Action item
Copy exactly the lines of the records below, and only those lines, beginning with the line that contains "self.description = description;" and ending with the line that contains "pub trait LiveStore: Send".
[Records supplied — start]
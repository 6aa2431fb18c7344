//! Rendering of sequence values into human-readable identifiers.

use crate::contracts::FormatConfig;

/// Renders `sequence` as `[prefix]<sep>[year]<sep><padded number>`.
///
/// The custom prefix is used only when `use_custom_prefix` is set, otherwise
/// `default_prefix`. The number is zero-padded to `digit_count` but never
/// truncated. Empty segments are dropped together with their separator.
/// `year` is the year of the scope the sequence was reserved in.
pub fn format_identifier(
    config: &FormatConfig,
    default_prefix: &str,
    sequence: u64,
    year: i32,
) -> String {
    let prefix = if config.use_custom_prefix {
        config.prefix.as_str()
    } else {
        default_prefix
    };

    let year = config.include_year.then(|| year.to_string());
    let number = format!("{:0width$}", sequence, width = config.digit_count);

    let segments = [Some(prefix), year.as_deref(), Some(number.as_str())];
    let mut output = String::with_capacity(prefix.len() + number.len() + 6);
    for segment in segments.into_iter().flatten().filter(|s| !s.is_empty()) {
        if !output.is_empty() {
            output.push_str(&config.separator);
        }
        output.push_str(segment);
    }
    output
}

#[cfg(test)]
mod tests {
    use super::*;

    fn mr_config() -> FormatConfig {
        FormatConfig {
            prefix: "MR".into(),
            use_custom_prefix: false,
            include_year: true,
            digit_count: 4,
            separator: "-".into(),
        }
    }

    #[test]
    fn renders_prefix_year_and_padded_number() {
        assert_eq!(format_identifier(&mr_config(), "MR", 1, 2024), "MR-2024-0001");
    }

    #[test]
    fn wide_values_are_not_truncated() {
        let rendered = format_identifier(&mr_config(), "MR", 12345, 2024);
        assert_eq!(rendered, "MR-2024-12345");

        let rendered = format_identifier(&mr_config(), "MR", u64::MAX, 2024);
        assert!(rendered.ends_with(&u64::MAX.to_string()));
    }

    #[test]
    fn custom_prefix_applies_only_when_enabled() {
        let mut config = mr_config();
        config.prefix = "HOSP".into();
        assert_eq!(format_identifier(&config, "MR", 7, 2024), "MR-2024-0007");

        config.use_custom_prefix = true;
        assert_eq!(format_identifier(&config, "MR", 7, 2024), "HOSP-2024-0007");
    }

    #[test]
    fn year_segment_is_optional() {
        let config = FormatConfig {
            include_year: false,
            ..mr_config()
        };
        assert_eq!(format_identifier(&config, "TKN", 42, 2024), "TKN-0042");
    }

    #[test]
    fn empty_prefix_leaves_no_dangling_separator() {
        let config = FormatConfig {
            prefix: String::new(),
            use_custom_prefix: true,
            ..mr_config()
        };
        assert_eq!(format_identifier(&config, "MR", 3, 2024), "2024-0003");

        let config = FormatConfig {
            include_year: false,
            ..config
        };
        assert_eq!(format_identifier(&config, "MR", 3, 2024), "0003");
    }

    #[test]
    fn separator_and_width_follow_config() {
        let config = FormatConfig {
            separator: "/".into(),
            digit_count: 6,
            ..mr_config()
        };
        assert_eq!(format_identifier(&config, "OPD", 98, 2025), "OPD/2025/000098");

        let config = FormatConfig {
            digit_count: 1,
            ..mr_config()
        };
        assert_eq!(format_identifier(&config, "MR", 0, 2025), "MR-2025-0");
    }
}
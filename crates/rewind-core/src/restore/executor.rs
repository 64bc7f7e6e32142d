//! Reporting and applying resolved states.

use std::sync::Arc;

use crate::config::{RetryPolicy, RewindConfig};
use crate::error::RewindResult;
use crate::retry::with_backoff;
use crate::traits::{LiveStore, ParameterWrite};
use crate::types::{KeyFailure, PreviewRow, ResolvedState, RestoreOutcome};

/// Writes resolved states back to the live store.
///
/// Restores are additive: a key absent at the target time is left as it is
/// in the live store, never deleted.
#[derive(Clone)]
pub struct RestoreExecutor {
    live: Arc<dyn LiveStore>,
    retry: RetryPolicy,
}

impl RestoreExecutor {
    /// Create a new executor.
    pub fn new(live: Arc<dyn LiveStore>, config: &RewindConfig) -> Self {
        Self {
            live,
            retry: config.retry.clone(),
        }
    }

    /// Report a resolved state without touching the live store.
    pub fn preview(&self, resolved: &ResolvedState) -> PreviewRow {
        PreviewRow::from(resolved)
    }

    /// Apply one resolved state.
    ///
    /// Fatal errors are returned as `Err` so the caller can abort its batch;
    /// any other failure becomes [`RestoreOutcome::Failed`].
    pub async fn restore(&self, resolved: &ResolvedState) -> RewindResult<RestoreOutcome> {
        let Some(ref state) = resolved.state else {
            tracing::debug!("{} was absent, leaving live store untouched", resolved.key);
            return Ok(RestoreOutcome::SkippedAbsent);
        };

        let write = ParameterWrite::new(&resolved.key, &state.value, state.value_type)
            .with_description(state.description.clone());

        match with_backoff(&self.retry, "put_parameter", || {
            self.live.put_parameter(&write, true)
        })
        .await
        {
            Ok(revision) => {
                tracing::info!(
                    "Restored {} to its {} value (revision {})",
                    resolved.key,
                    state.change_timestamp,
                    revision
                );
                Ok(RestoreOutcome::Restored {
                    value_type: state.value_type,
                    change_timestamp: state.change_timestamp,
                })
            }
            Err(err) if err.is_fatal() => Err(err),
            Err(err) => {
                tracing::warn!("Failed to restore {}: {}", resolved.key, err);
                Ok(RestoreOutcome::Failed(KeyFailure::from(&err)))
            }
        }
    }
}
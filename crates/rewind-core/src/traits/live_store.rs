//! Live parameter store trait and related types.

use async_trait::async_trait;
use chrono::{DateTime, Utc};
use serde::{Deserialize, Serialize};

use crate::error::RewindResult;
use crate::types::ValueType;

/// A parameter as currently held by the live store.
#[derive(Debug, Clone, PartialEq, Eq, Serialize, Deserialize)]
pub struct LiveParameter {
    pub key: String,
    pub value: String,
    pub value_type: ValueType,
    /// Server-side modification time.
    pub last_modified: DateTime<Utc>,
    #[serde(skip_serializing_if = "Option::is_none")]
    pub description: Option<String>,
    /// Live store's own revision counter for this key.
    pub revision: u64,
}

/// Upsert request for the live store.
#[derive(Debug, Clone, PartialEq, Eq, Serialize, Deserialize)]
pub struct ParameterWrite {
    pub key: String,
    pub value: String,
    pub value_type: ValueType,
    #[serde(skip_serializing_if = "Option::is_none")]
    pub description: Option<String>,
}

impl ParameterWrite {
    /// Create a new write.
    pub fn new(key: impl Into<String>, value: impl Into<String>, value_type: ValueType) -> Self {
        Self {
            key: key.into(),
            value: value.into(),
            value_type,
            description: None,
        }
    }

    /// Builder: set description
    pub fn with_description(mut self, description: Option<String>) -> Self {
        self.description = description;
        self
    }
}

/// One page of a by-path listing.
#[derive(Debug, Clone, Default, PartialEq, Eq, Serialize, Deserialize)]
pub struct ParameterPage {
    pub parameters: Vec<LiveParameter>,
    pub next_cursor: Option<String>,
}

/// The mutable, hierarchical key-value store being protected.
#[cfg_attr(test, mockall::automock)]
#[async_trait]
pub trait LiveStore: Send + Sync {
    /// Get one parameter, or `None` if it does not exist.
    async fn get_parameter(&self, key: &str) -> RewindResult<Option<LiveParameter>>;

    /// List parameters under `path` (a prefix ending in `/`), one page at a time.
    async fn get_parameters_by_path(
        &self,
        path: &str,
        recursive: bool,
        cursor: Option<String>,
        page_size: usize,
    ) -> RewindResult<ParameterPage>;

    /// Create or overwrite a parameter. Returns the new revision.
    async fn put_parameter(&self, write: &ParameterWrite, overwrite: bool) -> RewindResult<u64>;

    /// Delete a parameter. Returns whether it existed.
    async fn delete_parameter(&self, key: &str) -> RewindResult<bool>;
}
[Records supplied — finish]
Exercise result
        self.description = description;
        self
    }
}

/// One page of a by-path listing.
#[derive(Debug, Clone, Default, PartialEq, Eq, Serialize, Deserialize)]
pub struct ParameterPage {
    pub parameters: Vec<LiveParameter>,
    pub next_cursor: Option<String>,
}

/// The mutable, hierarchical key-value store being protected.
#[cfg_attr(test, mockall::automock)]
#[async_trait]
pub trait LiveStore: Send + Sync {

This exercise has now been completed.